I am going to turn back to my parents' poverty. The examination had required a tailcoat, an expensive matter for our circumstances. Furthermore, as a teacher, I could not continue being dressed like a student, and needed at least some modest supply of laundry and other necessary items. My parents did not have this kind of money; I had to take care of this myself; this means, I borrowed it, to pay it back from my salary in installments. So I had to be economical, thinking twice before I would spend a single pfennig! I limited myself to the bare necessities, and had to do without all expenses, unless they were absolutely unavoidable. I did not even own a watch, though this is quite indispensable for a teacher, who has to be punctual by the minute.

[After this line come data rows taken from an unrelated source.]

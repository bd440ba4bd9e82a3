// Logging System for Kestrel
//
// This module provides the logging setup for the Kestrel scheduler. It is
// built on the `tracing` ecosystem; every scheduler thread logs through the
// dispatcher that was current when the pool was started.
//
// # Usage Examples
//
// ```rust
// use kestrel::logging;
//
// // Human-readable INFO output
// logging::init(logging::LogConfig::default());
//
// // Or one of the presets
// logging::init_development();
// logging::init_production();
// ```
//
// ## Scheduler Macros
//
// ```rust
// use kestrel::{log_scheduler, role_span};
//
// let span = role_span!("worker", id = 3);
// let _guard = span.enter();
// log_scheduler!("timer", "tick", sleeping = 2);
// ```

use std::io;
use std::sync::Once;

use tracing::{Level, Subscriber};
use tracing_subscriber::{fmt, prelude::*, EnvFilter};

/// Configuration for the Kestrel logging system
///
/// # Examples
///
/// ```rust
/// use kestrel::logging::LogConfig;
/// use tracing::Level;
///
/// let config = LogConfig {
///     level: Level::DEBUG,
///     target_filters: Some("kestrel::scheduler=trace".to_string()),
///     ..Default::default()
/// };
/// ```
#[derive(Debug, Clone)]
pub struct LogConfig {
    /// Minimum log level to display
    pub level: Level,
    /// Whether to use JSON format for logs
    pub json_format: bool,
    /// Whether to include file and line information
    pub show_file_line: bool,
    /// Whether to include thread name/id
    pub show_thread_info: bool,
    /// Whether to include timestamps
    pub show_time: bool,
    /// Target filter expressions (format: "target=level,target2=level2,...")
    pub target_filters: Option<String>,
}

impl Default for LogConfig {
    fn default() -> Self {
        Self {
            level: Level::INFO,
            json_format: false,
            show_file_line: true,
            show_thread_info: true,
            show_time: true,
            target_filters: None,
        }
    }
}

// Initialization guard to ensure we only initialize once
static INIT: Once = Once::new();

fn env_filter(config: &LogConfig) -> EnvFilter {
    let mut filter = EnvFilter::from_default_env().add_directive(config.level.into());
    if let Some(filters) = &config.target_filters {
        for directive in filters.split(',') {
            if let Ok(directive) = directive.trim().parse() {
                filter = filter.add_directive(directive);
            }
        }
    }
    filter
}

/// Initialize the logging system with the given configuration
///
/// Safe to call multiple times; only the first call takes effect.
pub fn init(config: LogConfig) {
    INIT.call_once(|| {
        let registry = tracing_subscriber::registry().with(env_filter(&config));

        let subscriber: Box<dyn Subscriber + Send + Sync> = if config.json_format {
            Box::new(
                registry.with(
                    fmt::layer()
                        .json()
                        .flatten_event(true)
                        .with_thread_names(config.show_thread_info),
                ),
            )
        } else {
            let layer = fmt::layer()
                .with_ansi(atty::is(atty::Stream::Stdout))
                .with_file(config.show_file_line)
                .with_line_number(config.show_file_line)
                .with_thread_names(config.show_thread_info)
                .with_thread_ids(config.show_thread_info);
            if config.show_time {
                Box::new(registry.with(layer))
            } else {
                Box::new(registry.with(layer.without_time()))
            }
        };

        set_global_subscriber(subscriber);
    });
}

// Helper function to set the global subscriber
fn set_global_subscriber<S>(subscriber: S)
where
    S: Subscriber + Send + Sync + 'static,
{
    if let Err(err) = tracing::subscriber::set_global_default(subscriber) {
        eprintln!("Error setting global tracing subscriber: {}", err);
    }
}

/// Opens `path` in append mode for use as a log sink.
///
/// # Errors
/// Returns an error if the file cannot be opened or created
pub fn file_writer(path: &str) -> io::Result<Box<dyn io::Write + Send + Sync + 'static>> {
    let file = std::fs::OpenOptions::new()
        .create(true)
        .append(true)
        .open(path)?;
    Ok(Box::new(file))
}

/// Initialize logging with both console and file output
///
/// The file is opened up front so a bad path is reported to the caller
/// instead of silently falling back to stderr. File output never uses ANSI
/// colors and always carries file/line and thread information.
pub fn init_with_file(config: LogConfig, log_file: &str) -> io::Result<()> {
    // Fail early on unwritable paths
    drop(file_writer(log_file)?);

    INIT.call_once(|| {
        let console_layer = fmt::layer()
            .with_ansi(atty::is(atty::Stream::Stdout))
            .with_file(config.show_file_line)
            .with_line_number(config.show_file_line)
            .with_thread_names(config.show_thread_info)
            .with_thread_ids(config.show_thread_info);

        let log_file_path = log_file.to_string();
        let file_layer = fmt::layer()
            .with_ansi(false)
            .with_writer(move || match file_writer(&log_file_path) {
                Ok(writer) => writer,
                Err(_) => Box::new(io::stderr()),
            })
            .with_file(true)
            .with_line_number(true)
            .with_thread_names(true)
            .with_thread_ids(true);

        let subscriber = tracing_subscriber::registry()
            .with(env_filter(&config))
            .with(console_layer)
            .with(file_layer);

        set_global_subscriber(subscriber);
    });

    Ok(())
}

/// DEBUG everywhere, TRACE for the scheduler threads, colored output.
pub fn init_development() {
    init(LogConfig {
        level: Level::DEBUG,
        target_filters: Some("kestrel=debug,kestrel::scheduler=trace".to_string()),
        ..Default::default()
    });
}

/// INFO level JSON output without source locations.
pub fn init_production() {
    init(LogConfig {
        level: Level::INFO,
        json_format: true,
        show_file_line: false,
        show_thread_info: true,
        show_time: true,
        target_filters: None,
    });
}

/// Initialize logging for testing
///
/// Only warnings and errors, no timestamps or thread info, so stall reports
/// and fatal diagnostics stay visible in test output.
pub fn init_test() {
    init(LogConfig {
        level: Level::WARN,
        json_format: false,
        show_file_line: true,
        show_thread_info: false,
        show_time: false,
        target_filters: None,
    });
}

/// Create a span for one scheduler role thread
///
/// # Examples
///
/// ```rust
/// use kestrel::role_span;
///
/// let span = role_span!("timer");
/// let span = role_span!("worker", id = 2);
/// ```
#[macro_export]
macro_rules! role_span {
    ($role:expr) => {
        tracing::info_span!("role", role = $role)
    };
    ($role:expr, $($fields:tt)*) => {
        tracing::info_span!("role", role = $role, $($fields)*)
    };
}

/// Log system events - use for pool lifecycle changes
///
/// ```rust
/// use kestrel::log_system;
///
/// log_system!("pool_start", "completed", workers = 4);
/// ```
#[macro_export]
macro_rules! log_system {
    ($operation:expr, $status:expr) => {
        tracing::info!(operation = $operation, status = $status);
    };
    ($operation:expr, $status:expr, $($fields:tt)*) => {
        tracing::info!(operation = $operation, status = $status, $($fields)*);
    };
}

/// Log error events
///
/// ```rust
/// use kestrel::log_error;
///
/// let error = std::io::Error::new(std::io::ErrorKind::Other, "spawn failed");
/// log_error!(error, role = "timer");
/// ```
#[macro_export]
macro_rules! log_error {
    ($error:expr) => {
        tracing::error!(error = %$error);
    };
    ($error:expr, $($fields:tt)*) => {
        tracing::error!(error = %$error, $($fields)*);
    };
}

/// Log scheduling events at DEBUG
///
/// ```rust
/// use kestrel::log_scheduler;
///
/// log_scheduler!("socket", "wakeup", signalled = true);
/// ```
#[macro_export]
macro_rules! log_scheduler {
    ($role:expr, $event:expr) => {
        tracing::debug!(scheduler = $role, event = $event);
    };
    ($role:expr, $event:expr, $($fields:tt)*) => {
        tracing::debug!(scheduler = $role, event = $event, $($fields)*);
    };
}

/// Get the current tracing dispatcher
///
/// The scheduler captures this before spawning its threads and installs it
/// in each of them, so a subscriber set with
/// `tracing::subscriber::with_default` also sees pool output.
#[inline]
pub fn current_subscriber() -> tracing::Dispatch {
    tracing::dispatcher::get_default(|d| d.clone())
}

#[cfg(test)]
mod tests {
    use super::*;

    #[test]
    fn test_default_config() {
        let config = LogConfig::default();
        assert_eq!(config.level, Level::INFO);
        assert!(!config.json_format);
        assert!(config.target_filters.is_none());
    }

    #[test]
    fn test_env_filter_accepts_target_directives() {
        let config = LogConfig {
            target_filters: Some("kestrel=debug, kestrel::scheduler=trace,not a directive".into()),
            ..Default::default()
        };
        let rendered = env_filter(&config).to_string();
        assert!(rendered.contains("kestrel::scheduler=trace"));
    }

    #[test]
    fn test_init_with_file_rejects_bad_path() {
        let result = init_with_file(LogConfig::default(), "/nonexistent-dir/kestrel/app.log");
        assert!(result.is_err());
    }

    #[test]
    fn test_current_subscriber_follows_scoped_default() {
        let dispatch = tracing::Dispatch::new(tracing_subscriber::registry());
        tracing::dispatcher::with_default(&dispatch, || {
            assert!(current_subscriber().is::<tracing_subscriber::Registry>());
        });
    }
}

The owner of the factory, the school of which had been entrusted to me, was obliged by contract to supply my accommodations. He chose what was most convenient for him. One of his accountants had also been granted free accommodations, a living room and a bedroom. Until now, he had both for himself; now, my quarters were to be at his place; he had to share with me. By this, he lost his independence and his convenience; he was constantly annoyed by my presence, and thus one can easily comprehend that I was not particularly welcome by him, and that the idea had crossed his mind, to get rid of this intrusion in some way. Otherwise, I got along with him rather well. I did him every favour I could and treated him, since I saw that he wanted it this way, as the actual master of the lodgings. This obliged him to return my kindness. An opportunity for this came very soon. He had received a new pocket watch from his parents. His old watch, which he now did not need any more, hang unused on a nail at the wall. Its value was at most twenty marks. He offered to sell it to me, because I did not possess any; but I rejected, because if I would eventually buy a watch, it was supposed to be new, a better one. Of course, this was still a long way to go, because I had to pay back my debts first. Then, he himself suggested to me that I should take his old watch with me to school, since I was required to be punctual. I went for it and was grateful to him for this. At first, I placed the watch back on the nail as soon as I returned from school. Later, I occasionally failed to do this; I kept it in my pockets for several hours more, because to me, it would have seemed not that much conscientious, but rather ridiculous, to put so much emphasis on the fact that it did not belong to me. Finally, I even took it with me when I went out and only hang it back up in its place after I had returned at night. There was no real friendship or even cordial relationship between us. He accepted me, because he had to, and occasionally, he made it a point to let me know that he was not pleased to share his lodgings.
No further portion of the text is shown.